Most would expect Poe, a 19th century Man of Letters, to be well read and he was, astonishingly so I would guess. His placement of Latin and Greek phrases throughout his writings is an indicator as is his insightful, learned criticism. Not widely known for his critiques, this alone would be enough to make him famous as he was a tremendous influence on subsequent literary criticism and was the inspiration for the Symbolist school which was later championed by Baudelaire. Poe was fond of and familiar with Dickens and even famously correctly predicted the plot turns of Barnaby Rudge in advance of its serialized releases. In a pre-digital world, mindless distractions weren't available so one would expect reading to be a common pasttime, at least among the more contemplative introverted types.

But it wouldn't be a natural assumption to assume a painter to be well read. Van Gogh was exceptionally so. He was schooled in the Bible, Shakespeare, Balzac, Hugo, Dickens, George Eliot, Whitman, Mauppasant and many others that we would today called "classics". Ironically enough, I haven't any evidence that he read Poe - his artistic twin across the pond. I do recall that Gaugin may have discussed Poe with Van Gogh. Perhaps Van Gogh had heard of Poe's works but didn't think they'd appeal to him - not quite his style - or he feared Poe might drive him into the Nut house sooner. We'll never know.

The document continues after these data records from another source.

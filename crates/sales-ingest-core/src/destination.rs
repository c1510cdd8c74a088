use std::fmt;

use crate::error::{IngestError, Result};

/// Postgres truncates identifiers beyond this many bytes.
const MAX_IDENTIFIER_BYTES: usize = 63;

/// The schema-qualified table a run writes into.
#[derive(Debug, Clone, PartialEq, Eq)]
pub struct Destination {
    schema: String,
    table: String,
}

impl Destination {
    pub fn new(schema: impl Into<String>, table: impl Into<String>) -> Result<Self> {
        let schema = schema.into();
        let table = table.into();
        validate_identifier("schema", &schema)?;
        validate_identifier("table", &table)?;
        Ok(Self { schema, table })
    }

    pub fn schema(&self) -> &str {
        &self.schema
    }

    pub fn table(&self) -> &str {
        &self.table
    }

    /// `"schema"."table"`, safe to splice into DDL and DML.
    pub fn qualified(&self) -> String {
        format!("{}.{}", quote_identifier(&self.schema), quote_identifier(&self.table))
    }

    /// Name of a secondary index, e.g. `raw_sales_product_index` for label `product`.
    pub fn index_name(&self, label: &str) -> String {
        let name = format!("{}_{}_{}_index", self.schema, self.table, label);
        truncate_to_boundary(&name, MAX_IDENTIFIER_BYTES).to_string()
    }
}

impl fmt::Display for Destination {
    fn fmt(&self, f: &mut fmt::Formatter<'_>) -> fmt::Result {
        write!(f, "{}.{}", self.schema, self.table)
    }
}

/// Wraps an identifier in double quotes, doubling any embedded quote.
pub fn quote_identifier(identifier: &str) -> String {
    format!("\"{}\"", identifier.replace('"', "\"\""))
}

fn validate_identifier(kind: &str, value: &str) -> Result<()> {
    if value.is_empty() {
        return Err(IngestError::config(format!("{kind} name must not be empty")));
    }
    if value.len() > MAX_IDENTIFIER_BYTES {
        return Err(IngestError::config(format!(
            "{kind} name '{value}' is longer than {MAX_IDENTIFIER_BYTES} bytes"
        )));
    }
    if value.chars().any(|c| c == '\0' || c.is_control()) {
        return Err(IngestError::config(format!(
            "{kind} name '{}' contains control characters",
            value.escape_debug()
        )));
    }
    Ok(())
}

fn truncate_to_boundary(value: &str, max_bytes: usize) -> &str {
    if value.len() <= max_bytes {
        return value;
    }
    let mut end = max_bytes;
    while !value.is_char_boundary(end) {
        end -= 1;
    }
    &value[..end]
}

Naturally Van Gogh's extensive reading influenced his work. He identified with the outcasts, the loners, the shunned, the spurned - being especially fond of Hugo's anti-heroes. This is evident in his decade long obsession with peasants culminating in the "Potatoe Eaters". He portrayed the downtrodden and the overworked and the despairing and to him they were icons - eternal symbols rather than individuals - types - always reaching for the infinite out of the ordinary. He was a man of letters literally - with hundreds to his brother Theo. Van Gogh painted, read, wrote, smoked and longed for companionship - which was always fleeting and elusive. Poe's literary influences seemed few. His originality was so striking that it's hard to find precedents. He was familiar with the German fantasist E.T.A Hoffman and may have enjoyed Wilkie Collins and Anne Radcliffe but even here - his departures are striking. Reading, even in an analog age, is more indicative of personality type than cultural milieu. Readers are questers after knowledge, truth, escape and imaginary worlds. It's also a refuge for those with few intellectual peers. Poe critiqued many a poor forgotten writer in additon to the stalwarts of his day - Longellow, Thoreau and Emerson among them. He acerbically attacked some disengenuously, no doubt as a result of a real or perceived slight, but in the whole his criticism was spot on, extremely insightful and intellectually rigorous. He obviously toiled over many a midnight dreary.


I think the alcohol and drug use attributed to both of these giants is exaggerated. The idea that you can be violently altered while creating works of extreme beauty is absurd. If anything, the use of any substance is typically after the work day is done and it's time to relax and decompress a bit. Sure one might write some decent stream of consciousness poetry while high on marijuana or write with a certain frantic energy when mildly stimulated by alcohol but in general, great works are done in the light of day with a clear and conscious mind. Van Gogh said as much, he told Theo he couldn't paint when under the throes of a prolonged pyschotic episode. His mental illness was a drawback not an attribute.

None other than the world's foremost Poe scholar, one Thomas Mabbott, declared Poe was nothing else if not a conscious artist - with his constant reworking and synthesizing. You don't create either "Ligieia" or "The Drawbridge at Arles" without fully focused faculties and intense concentration. Vincent was an imbiber of absinthe and modern studies have indicated the amount of wormwood present is miniscule and the overwhelming affect is simply one of astonishing drunkenness as it was a very powerful elixir. He talked of overindulging sometimes to his brother Theo but again, one can't be smashed and create "Starry Night over the Rhone". We must also keep in mind Vincent was said to sometimes inadvertenly suck on his paint brushes and may have even consumed paint and/or turpentine during psychotic episodes and we know he smoked a pipe a lot. His diet would have also often been inconsistent, intermittent, inadequate and insufficient. Add all these together and you have a pretty toxic stew but the tremendous amount of walking he did combined with his vast time spent in the open air probably offset his negative health habits to an extent.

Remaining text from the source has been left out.